The two became best friends immediately, and Cook called Salvatore 'the grandson I never had'.
"The day I entered her apartment and spoke with her face to face was the day my life was changed forever," Salvatore said.
Salvatore says he was going through a rough break-up at the time, and it helped to be able to talk to Cook.
During their talks, Salvatore also learned that Cook had been diagnosed with leukemia 10 years ago and recently had to give up her car.
She was also struggling to make ends meet, with no money saved up and most of her Social Security check going towards rent each month. Cook divorced at the age of 43 and never had any children, so she also didn't have any family in the state to look after her.
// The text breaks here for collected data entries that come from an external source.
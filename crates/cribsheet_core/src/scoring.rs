use std::collections::BTreeMap;
use std::path::Path;

use cribsheet_cipher::CipherKind;
use serde::{Deserialize, Serialize};
use strum::IntoEnumIterator;
use thiserror::Error;

const SCORING_FILE_FORMAT: config::FileFormat = config::FileFormat::Yaml;
const DEFAULT_SCORING_STR: &str = include_str!("default_scoring.yaml");

lazy_static! {
    pub(crate) static ref DEFAULT_SCORING: ScoringConfig =
        serde_norway::from_str(DEFAULT_SCORING_STR).expect("error loading default scoring config");
}

/// Error produced when loading a [`ScoringConfig`].
#[derive(Error, Debug)]
pub enum ConfigError {
    /// Error reading or merging config sources
    #[error("error loading scoring config: {0}")]
    Load(#[from] config::ConfigError),
    /// Error parsing YAML
    #[error("error parsing scoring config: {0}")]
    Parse(#[from] serde_norway::Error),
    /// Config parsed but contains unusable values
    #[error("invalid scoring config: {0}")]
    Invalid(String),
}

/// Tuning constants for grading and point values.
///
/// Any of these can be overridden by a user config file. See
/// `default_scoring.yaml` for the defaults.
#[derive(Serialize, Deserialize, Debug, Clone, PartialEq)]
pub struct ScoringConfig {
    /// Weight of the decryption matrix in Hill 2x2 grading.
    pub hill_matrix_weight: f64,
    /// Weight of the recovered plaintext in Hill 2x2 grading.
    pub hill_plaintext_weight: f64,

    /// Points before the difficulty and length multipliers.
    pub base_points: f64,
    /// Divisor applied after the multipliers.
    pub divisor: f64,
    /// Minimum heuristic point value.
    pub min_points: f64,
    /// Maximum heuristic point value.
    pub max_points: f64,

    /// Difficulty multiplier for kinds missing from `multipliers`.
    pub default_multiplier: f64,
    /// Difficulty multiplier per cipher kind.
    #[serde(default)]
    pub multipliers: BTreeMap<CipherKind, f64>,
    /// Difficulty multipliers for Baconian binary types.
    pub baconian: BaconianMultipliers,
    /// Plaintext length bands, in increasing order.
    pub length_bands: Vec<LengthBand>,
}

impl Default for ScoringConfig {
    fn default() -> Self {
        DEFAULT_SCORING.clone()
    }
}

impl ScoringConfig {
    /// Loads the default config, overridden by the YAML file at `path` if
    /// one is given.
    pub fn load(path: Option<&Path>) -> Result<Self, ConfigError> {
        let mut config = config::Config::builder()
            .add_source(config::File::from_str(DEFAULT_SCORING_STR, SCORING_FILE_FORMAT));
        if let Some(path) = path {
            log::debug!("loading scoring config from {}", path.display());
            config = config.add_source(config::File::from(path).format(SCORING_FILE_FORMAT));
        }
        let ret: Self = config.build()?.try_deserialize()?;
        ret.validate()?;
        Ok(ret)
    }

    /// Loads the default config, overridden by a YAML string.
    pub fn from_yaml_overrides(yaml: &str) -> Result<Self, ConfigError> {
        let ret: Self = config::Config::builder()
            .add_source(config::File::from_str(DEFAULT_SCORING_STR, SCORING_FILE_FORMAT))
            .add_source(config::File::from_str(yaml, SCORING_FILE_FORMAT))
            .build()?
            .try_deserialize()?;
        ret.validate()?;
        Ok(ret)
    }

    /// Returns an error if any constant is unusable.
    pub fn validate(&self) -> Result<(), ConfigError> {
        let invalid = |msg: String| Err(ConfigError::Invalid(msg));
        if self.hill_matrix_weight < 0.0 || self.hill_plaintext_weight < 0.0 {
            return invalid("Hill weights must not be negative".to_owned());
        }
        if self.divisor <= 0.0 {
            return invalid(format!("divisor must be positive, got {}", self.divisor));
        }
        if self.min_points > self.max_points {
            return invalid(format!(
                "min_points ({}) exceeds max_points ({})",
                self.min_points, self.max_points,
            ));
        }
        if self.length_bands.is_empty() {
            return invalid("at least one length band is required".to_owned());
        }
        let missing = CipherKind::iter()
            .filter(|kind| !self.multipliers.contains_key(kind))
            .collect::<Vec<_>>();
        if !missing.is_empty() {
            log::debug!("using default multiplier for {missing:?}");
        }
        Ok(())
    }

    /// Returns the difficulty multiplier for a cipher kind.
    pub fn multiplier(&self, kind: CipherKind) -> f64 {
        self.multipliers.get(&kind).copied().unwrap_or(self.default_multiplier)
    }

    /// Returns the length multiplier for a plaintext of `letters` letters.
    pub fn length_multiplier(&self, letters: usize) -> f64 {
        self.length_bands
            .iter()
            .find(|band| band.below.is_none_or(|below| letters < below))
            .or(self.length_bands.last())
            .map_or(1.0, |band| band.multiplier)
    }
}

/// Difficulty multipliers for Baconian binary types.
#[derive(Serialize, Deserialize, Debug, Clone, PartialEq)]
pub struct BaconianMultipliers {
    /// `A/B`.
    pub plain: f64,
    /// `Vowels/Consonants` or `Odd/Even`.
    pub paired: f64,
    /// Any type of the form `X vs Y`.
    pub versus: f64,
    /// Anything else, such as symbol sets.
    pub other: f64,
}

impl BaconianMultipliers {
    /// Returns the multiplier for a binary type description.
    pub fn for_binary_type(&self, binary_type: &str) -> f64 {
        match binary_type.trim() {
            "A/B" => self.plain,
            "Vowels/Consonants" | "Odd/Even" => self.paired,
            s if s.contains(" vs ") => self.versus,
            _ => self.other,
        }
    }
}

/// Plaintext length band.
#[derive(Serialize, Deserialize, Debug, Clone, PartialEq)]
pub struct LengthBand {
    /// Exclusive upper bound on letter count, or `None` for the last band.
    #[serde(default, skip_serializing_if = "Option::is_none")]
    pub below: Option<usize>,
    /// Multiplier for plaintexts in this band.
    pub multiplier: f64,
}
Over the next four years, the two grew close through their many champagne happy hours and dinner parties. Salvatore also helped Cook out whenever he could by driving her to the doctors, the bank, the pharmacy and even going with her to vote this past November (Cook wore a Nasty Woman shirt to the polls, leaving no ambiguity over who she cast her ballot for.)
Salvatore would regularly post pictures with Norma, under the hashtag #MyNeighborNorma, and the two created somewhat of a following online.
As Cook's health deteriorated, doctors said she would not longer be able to live alone unless she had 24-hour care, something she did not have the funds for.
Salvatore helped raise over US$30,000 (NZ$41,528) for her medical expenses, and then went a step further, inviting Cook to move in with him.
The two spent their time cooking, watching the news and enjoying, as always, a little champagne.
"Norma reminded me that we all are created to love and all desire to be loved,' Salvatore said following her death on Wednesday. "Each of us is lovable even with all of our differences. Love has no boundaries."
"Perhaps Norma's lasting legacy is that her story helped the world to see the true meaning of love."